Risikovoranfragen sind eine Kunst. Die macht man nicht mal eben in 5 Minuten im Vorbeigehen. Und das Ergebnis eine Risikovoranfrage hängt maßgeblich von der Einstellung und Mitwirkung eines Interessenten ab. Einfaches Motto: Garbage in, garbage out …

Fazit zum Stiftung Dingsda Bullshit

Man könnte noch erheblich mehr zu diesem Thema schreiben. Beispielsweise zum Bullshit bzgl. Nachversicherung und Faustregel 80 % vom Netto. Oder zu dem Schwachsinn mit der garantierten Leistungsdynamik.

Oder zu …

Schritt 3: “Wichtig sind die Regelungen zur Verweisung.  … den er trotz seiner Invalidität theoretisch ausüben könnte.”

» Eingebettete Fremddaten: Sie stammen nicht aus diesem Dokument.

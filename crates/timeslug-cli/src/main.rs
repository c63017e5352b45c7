//! timeslug command-line front end.
//!
//! Usage:
//!
//!   timeslug [SEED] [PERIOD] [MODE] [LENGTH] [OPTIONS]
//!
//! Derives one slug for `PERIOD`, or with `--window` / `--interval` a
//! window of slugs centred on `PERIOD`. Logs go to stderr and are
//! controlled with `RUST_LOG` (default `warn`).

mod config;
mod output;

use std::path::PathBuf;

use clap::Parser;
use timeslug_core::window::window_id;
use timeslug_core::Deriver;
use timeslug_crypto::wordlist::Dictionary;
use timeslug_types::Result;

// ---------------------------------------------------------------------------
// CLI definition
// ---------------------------------------------------------------------------

/// Deterministic, time-bucketed slugs from a secret seed.
#[derive(Parser, Debug)]
#[command(name = "timeslug", version, about)]
pub struct Cli {
    /// Secret seed [default: seedphrase]
    pub seed: Option<String>,

    /// Period label; the anchor time in window mode [default: 2026-02-03]
    pub period: Option<String>,

    /// `obfuscated` or `bip39` [default: obfuscated]
    pub mode: Option<String>,

    /// Word count (bip39) or verification hash sizing (obfuscated) [default: 16]
    #[arg(allow_negative_numbers = true)]
    pub length: Option<i64>,

    /// Number of periods to generate around PERIOD.
    #[arg(long)]
    pub window: Option<i64>,

    /// Window step: second, minute, hour, day or week.
    #[arg(long)]
    pub interval: Option<String>,

    /// Newline-delimited 2048-word list to use instead of BIP39 English.
    #[arg(long, value_name = "PATH")]
    pub dictionary: Option<PathBuf>,

    /// JSON file with length, window, interval and mode defaults.
    #[arg(long, value_name = "PATH")]
    pub config: Option<PathBuf>,

    /// Output in JSON format (no colors, machine-readable).
    #[arg(long)]
    pub json: bool,
}

// ---------------------------------------------------------------------------
// Main
// ---------------------------------------------------------------------------

fn main() {
    tracing_subscriber::fmt()
        .with_env_filter(
            tracing_subscriber::EnvFilter::try_from_default_env()
                .unwrap_or_else(|_| tracing_subscriber::EnvFilter::new("warn")),
        )
        .with_writer(std::io::stderr)
        .with_target(false)
        .init();

    let cli = Cli::parse();
    let json = cli.json;

    if let Err(e) = run(cli) {
        output::print_error(&e.to_string(), json);
        std::process::exit(1);
    }
}

fn run(cli: Cli) -> Result<()> {
    let settings = config::Settings::resolve(cli)?;

    let loaded;
    let dictionary = match &settings.dictionary {
        Some(path) => {
            loaded = Dictionary::load(path)?;
            tracing::info!(path = %path.display(), "dictionary loaded");
            &loaded
        }
        None => Dictionary::english(),
    };
    let deriver = Deriver::new(dictionary);

    match settings.window {
        None => {
            let slug = deriver.derive(&settings.seed, &settings.period, settings.length, settings.mode)?;
            output::print_slug(&slug, settings.json);
        }
        Some(window) => {
            let slugs = deriver.generate(
                &settings.seed,
                &settings.period,
                settings.length,
                window.size,
                window.interval,
                settings.mode,
            )?;
            let id = window_id(
                &settings.period,
                settings.mode,
                window.interval,
                settings.length,
                window.size,
            );
            output::print_window(&id, &slugs, settings.json);
        }
    }
    Ok(())
}
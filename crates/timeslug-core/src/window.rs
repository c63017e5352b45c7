//! Time-window generation.
//!
//! A window is `n` consecutive periods centred on an anchor time. Each
//! period is rendered as a label (e.g. `2026-02-03` for days, `2026-W06`
//! for weeks) and derived independently, so a verifier holding the seed
//! can accept any slug from the window.

use chrono::{DateTime, Duration, FixedOffset, NaiveDate, NaiveDateTime, TimeZone, Utc};
use timeslug_crypto::entropy::SecretSeed;
use timeslug_types::{DerivedSlug, Interval, Result, SlugMode, TimeslugError};

use crate::derive::Deriver;

/// Largest accepted window.
pub const MAX_WINDOW: i64 = 10_000;

/// Anchor layouts without an offset, tried in order after RFC 3339.
/// Such anchors are read as UTC.
const NAIVE_FORMATS: &[&str] = &["%Y-%m-%dT%H:%M:%S", "%Y-%m-%dT%H:%M"];

const HOUR_FORMAT: &str = "%Y-%m-%dT%H";
const DATE_FORMAT: &str = "%Y-%m-%d";

/// Parses an anchor time.
///
/// Accepts RFC 3339, `YYYY-MM-DDTHH:MM:SS`, `YYYY-MM-DDTHH:MM`,
/// `YYYY-MM-DDTHH` and `YYYY-MM-DD`. An RFC 3339 anchor keeps its
/// offset, which is also used when labelling periods.
pub fn parse_anchor(s: &str) -> Result<DateTime<FixedOffset>> {
    if let Ok(t) = DateTime::parse_from_rfc3339(s) {
        return Ok(t);
    }

    for format in NAIVE_FORMATS {
        if let Ok(t) = NaiveDateTime::parse_from_str(s, format) {
            return Ok(as_utc(t));
        }
    }

    // chrono needs a minute field to build a time; supply ":00".
    if let Ok(t) = NaiveDateTime::parse_from_str(&format!("{s}:00"), &format!("{HOUR_FORMAT}:%M")) {
        return Ok(as_utc(t));
    }

    if let Ok(d) = NaiveDate::parse_from_str(s, DATE_FORMAT) {
        if let Some(t) = d.and_hms_opt(0, 0, 0) {
            return Ok(as_utc(t));
        }
    }

    Err(TimeslugError::InvalidTime {
        reason: format!("unrecognised time '{s}'"),
    })
}

fn as_utc(naive: NaiveDateTime) -> DateTime<FixedOffset> {
    Utc.from_utc_datetime(&naive).into()
}

/// Renders `time` as the period label for `interval`.
pub fn period_label(time: &DateTime<FixedOffset>, interval: Interval) -> String {
    time.format(interval.label_format()).to_string()
}

/// Label of the period `step` intervals away from `anchor`.
pub fn period_at(anchor: &DateTime<FixedOffset>, interval: Interval, step: i64) -> Result<String> {
    let time = step
        .checked_mul(interval.seconds())
        .and_then(Duration::try_seconds)
        .and_then(|offset| anchor.checked_add_signed(offset))
        .ok_or_else(|| TimeslugError::InvalidTime {
            reason: format!("{step} {interval} steps from {anchor} is out of range"),
        })?;
    Ok(period_label(&time, interval))
}

/// Labels of the `window` periods centred on `anchor`.
///
/// The first label is `-(window / 2)` intervals from the anchor, so an
/// odd window is symmetric and an even one leans one period into the past.
pub fn period_labels(anchor: &DateTime<FixedOffset>, interval: Interval, window: i64) -> Result<Vec<String>> {
    check_window(window)?;
    let start = -(window / 2);
    (start..start + window)
        .map(|step| period_at(anchor, interval, step))
        .collect()
}

fn check_window(window: i64) -> Result<()> {
    if !(1..=MAX_WINDOW).contains(&window) {
        return Err(TimeslugError::ConfigError {
            reason: format!("window must be between 1 and {MAX_WINDOW}, got {window}"),
        });
    }
    Ok(())
}

/// Identifier for a generated window:
/// `{anchor}-{mode}-{interval}-{length}-{window}`.
pub fn window_id(anchor: &str, mode: SlugMode, interval: Interval, length: i64, window: i64) -> String {
    format!("{anchor}-{mode}-{interval}-{length}-{window}")
}

impl<'d> Deriver<'d> {
    /// Derives one slug per period of the window around `anchor`.
    pub fn generate(
        &self,
        seed: &SecretSeed,
        anchor: &str,
        length: i64,
        window: i64,
        interval: Interval,
        mode: SlugMode,
    ) -> Result<Vec<DerivedSlug>> {
        let anchor_time = parse_anchor(anchor)?;
        let periods = period_labels(&anchor_time, interval, window)?;

        tracing::debug!(anchor, %interval, window, "generating window");

        periods
            .iter()
            .map(|period| self.derive(seed, period, length, mode))
            .collect()
    }
}

/// Window generation with the embedded English word list.
///
/// `interval` and `mode` are parsed from their string names.
pub fn generate(
    seed: &SecretSeed,
    anchor: &str,
    length: i64,
    window: i64,
    interval: &str,
    mode: &str,
) -> Result<Vec<DerivedSlug>> {
    let interval: Interval = interval.parse()?;
    let mode: SlugMode = mode.parse()?;
    Deriver::english().generate(seed, anchor, length, window, interval, mode)
}
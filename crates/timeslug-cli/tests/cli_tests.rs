//! CLI integration tests.
//!
//! These run the built binary and check argument handling, output
//! format and exit codes.

use std::path::PathBuf;
use std::process::Command;
use std::sync::atomic::{AtomicU32, Ordering};

/// Runs the CLI binary with args and captures output.
/// Returns (exit_code, stdout, stderr).
fn run_cli(args: &[&str]) -> (i32, String, String) {
    let output = Command::new(env!("CARGO_BIN_EXE_timeslug"))
        .args(args)
        .env_remove("RUST_LOG")
        .output();

    match output {
        Ok(o) => {
            let code = o.status.code().unwrap_or(-1);
            let stdout = String::from_utf8_lossy(&o.stdout).to_string();
            let stderr = String::from_utf8_lossy(&o.stderr).to_string();
            (code, stdout, stderr)
        }
        Err(e) => (-1, String::new(), e.to_string()),
    }
}

static COUNTER: AtomicU32 = AtomicU32::new(0);

fn temp_file(name: &str, contents: &str) -> PathBuf {
    let id = COUNTER.fetch_add(1, Ordering::SeqCst);
    let dir = std::env::temp_dir().join(format!("timeslug-cli-test-{}-{}", std::process::id(), id));
    std::fs::create_dir_all(&dir).expect("create temp dir");
    let path = dir.join(name);
    std::fs::write(&path, contents).expect("write temp file");
    path
}

// -----------------------------------------------------------------------
// Clap parsing
// -----------------------------------------------------------------------

#[test]
fn help_flag_exits_zero() {
    let (code, stdout, _) = run_cli(&["--help"]);
    assert_eq!(code, 0);
    assert!(stdout.contains("--window"));
    assert!(stdout.contains("--dictionary"));
}

#[test]
fn version_flag_exits_zero() {
    let (code, stdout, _) = run_cli(&["--version"]);
    assert_eq!(code, 0);
    assert!(stdout.contains("timeslug"));
}

#[test]
fn unknown_flag_fails() {
    let (code, _, _) = run_cli(&["--nonexistent"]);
    assert_ne!(code, 0);
}

// -----------------------------------------------------------------------
// Single derivation
// -----------------------------------------------------------------------

#[test]
fn defaults_print_four_labelled_lines() {
    let (code, stdout, stderr) = run_cli(&[]);
    assert_eq!(code, 0, "stderr: {stderr}");
    assert_eq!(
        stdout,
        "Mode:   obfuscated\nPeriod: 2026-02-03\nSlug:   trybeambold8\nHash:   5d3bf0d55db67ea2\n"
    );
}

#[test]
fn mnemonic_positionals() {
    let (code, stdout, _) = run_cli(&["seedphrase", "2026-02-03", "bip39", "5"]);
    assert_eq!(code, 0);
    assert!(stdout.contains("Mode:   bip39\n"));
    assert!(stdout.contains("Slug:   exoticangryanswerpatternmain\n"));
    assert!(stdout.contains("Hash:   50011c26d0a864\n"));
}

#[test]
fn json_output() {
    let (code, stdout, _) = run_cli(&["seedphrase", "2026-02-04", "obfuscated", "16", "--json"]);
    assert_eq!(code, 0);
    let value: serde_json::Value = serde_json::from_str(stdout.trim()).expect("valid JSON");
    assert_eq!(value["value"], "brightbeamvivar");
    assert_eq!(value["hash"], "f9fb66a05050f52f");
    assert_eq!(value["mode"], "obfuscated");
    assert_eq!(value["blocklist"]["status"], "clean");
}

#[test]
fn invalid_mode_exits_one() {
    let (code, stdout, stderr) = run_cli(&["seedphrase", "2026-02-03", "obfuscate"]);
    assert_eq!(code, 1);
    assert!(stdout.is_empty());
    assert!(stderr.contains("invalid mode"));
}

#[test]
fn json_errors_are_json() {
    let (code, _, stderr) = run_cli(&["seedphrase", "2026-02-03", "nope", "--json"]);
    assert_eq!(code, 1);
    let value: serde_json::Value = serde_json::from_str(stderr.trim()).expect("valid JSON");
    assert!(value["error"].as_str().is_some_and(|e| e.contains("invalid mode")));
}

// -----------------------------------------------------------------------
// Window mode
// -----------------------------------------------------------------------

#[test]
fn window_prints_one_block_per_period() {
    let (code, stdout, _) = run_cli(&["seedphrase", "2026-02-04", "obfuscated", "16", "--window", "3"]);
    assert_eq!(code, 0);
    let blocks: Vec<&str> = stdout.trim_end().split("\n\n").collect();
    assert_eq!(blocks.len(), 3);
    assert!(blocks[0].contains("Period: 2026-02-03\nSlug:   trybeambold8"));
    assert!(blocks[2].contains("Period: 2026-02-05\nSlug:   trycorefastfum"));
}

#[test]
fn window_json_carries_id() {
    let (code, stdout, _) = run_cli(&[
        "seedphrase", "2026-02-03", "bip39", "3", "--window", "3", "--interval", "day", "--json",
    ]);
    assert_eq!(code, 0);
    let value: serde_json::Value = serde_json::from_str(stdout.trim()).expect("valid JSON");
    assert_eq!(value["id"], "2026-02-03-bip39-day-3-3");
    assert_eq!(value["slugs"].as_array().map(Vec::len), Some(3));
    assert_eq!(value["slugs"][1]["value"], "exoticangryanswer");
}

#[test]
fn bad_anchor_exits_one() {
    let (code, _, stderr) = run_cli(&["seedphrase", "yesterday", "bip39", "3", "--window", "3"]);
    assert_eq!(code, 1);
    assert!(stderr.contains("invalid time"));
}

#[test]
fn zero_window_exits_one() {
    let (code, _, stderr) = run_cli(&["seedphrase", "2026-02-03", "bip39", "3", "--window", "0"]);
    assert_eq!(code, 1);
    assert!(stderr.contains("window"));
}

// -----------------------------------------------------------------------
// Files
// -----------------------------------------------------------------------

#[test]
fn config_file_defaults() {
    let path = temp_file("timeslug.json", r#"{ "mode": "bip39", "length": 1 }"#);
    let path_arg = path.to_string_lossy().into_owned();
    let (code, stdout, _) = run_cli(&["seedphrase", "2026-02-03", "--config", &path_arg]);
    assert_eq!(code, 0);
    assert!(stdout.contains("Slug:   exotic\n"));
    assert!(stdout.contains("Hash:   5001\n"));
}

#[test]
fn custom_dictionary() {
    let words: Vec<String> = (0..2048).map(|i| format!("w{i}")).collect();
    let path = temp_file("words.txt", &words.join("\n"));
    let path_arg = path.to_string_lossy().into_owned();
    let (code, stdout, _) = run_cli(&["seedphrase", "2026-02-03", "bip39", "1", "--dictionary", &path_arg]);
    assert_eq!(code, 0);
    assert!(stdout.contains("Slug:   w640\n"));
}

#[test]
fn short_dictionary_is_rejected() {
    let path = temp_file("short.txt", "alpha\nbeta\ngamma\n");
    let path_arg = path.to_string_lossy().into_owned();
    let (code, _, stderr) = run_cli(&["seedphrase", "2026-02-03", "bip39", "1", "--dictionary", &path_arg]);
    assert_eq!(code, 1);
    assert!(stderr.contains("2048"));
}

Die Berufsunfähigkeitsversicherung hat mit einer Unfallversicherung halt nichts zu tun, Invalidität spielt da überhaupt keine Rolle.

Allerdings ist der Artikel jetzt schon lang genug geworden, ich muss auch mal wieder an die eigentliche Arbeit. Somit ist es mir weder möglich noch würde ich es seelisch verkraften, jeden einzelnen Bullshitsatz dieses Artikels zu korrigieren.

Dennoch will ich nicht ohne konkrete Hilfestellung aus dem Artikel gehen. Die realen Schritte auf dem Weg zu einer bedarfsgerechten Berufsunfähigkeitsversicherung sehen so aus:

Und zu guter Letzt die Gretchenfrage: Worauf kommt es beim Abschluss einer Berufsunfähigkeitsversicherung für Studenten und Auszubildende wirklich an?

  • Die Berufsdefinition in der Erstprüfung
  • Einschränkungen des Leistungsversprechens (bspw. Ausschlüsse, Arztanordnungsklausel, befristetes Anerkenntnis)
  • Die Regelungen zur Flexibilität und Anpassbarkeit (Stundung, Nachversicherung)
  • die Nachhaltigkeit der BU Leistung (Nachprüfung, Mitteilungspflichten etc.)

Diese und andere Punkte klärt man am besten in einer vernünftigen Beratung bei einem fähigen Versicherungsmakler, meine Meinung.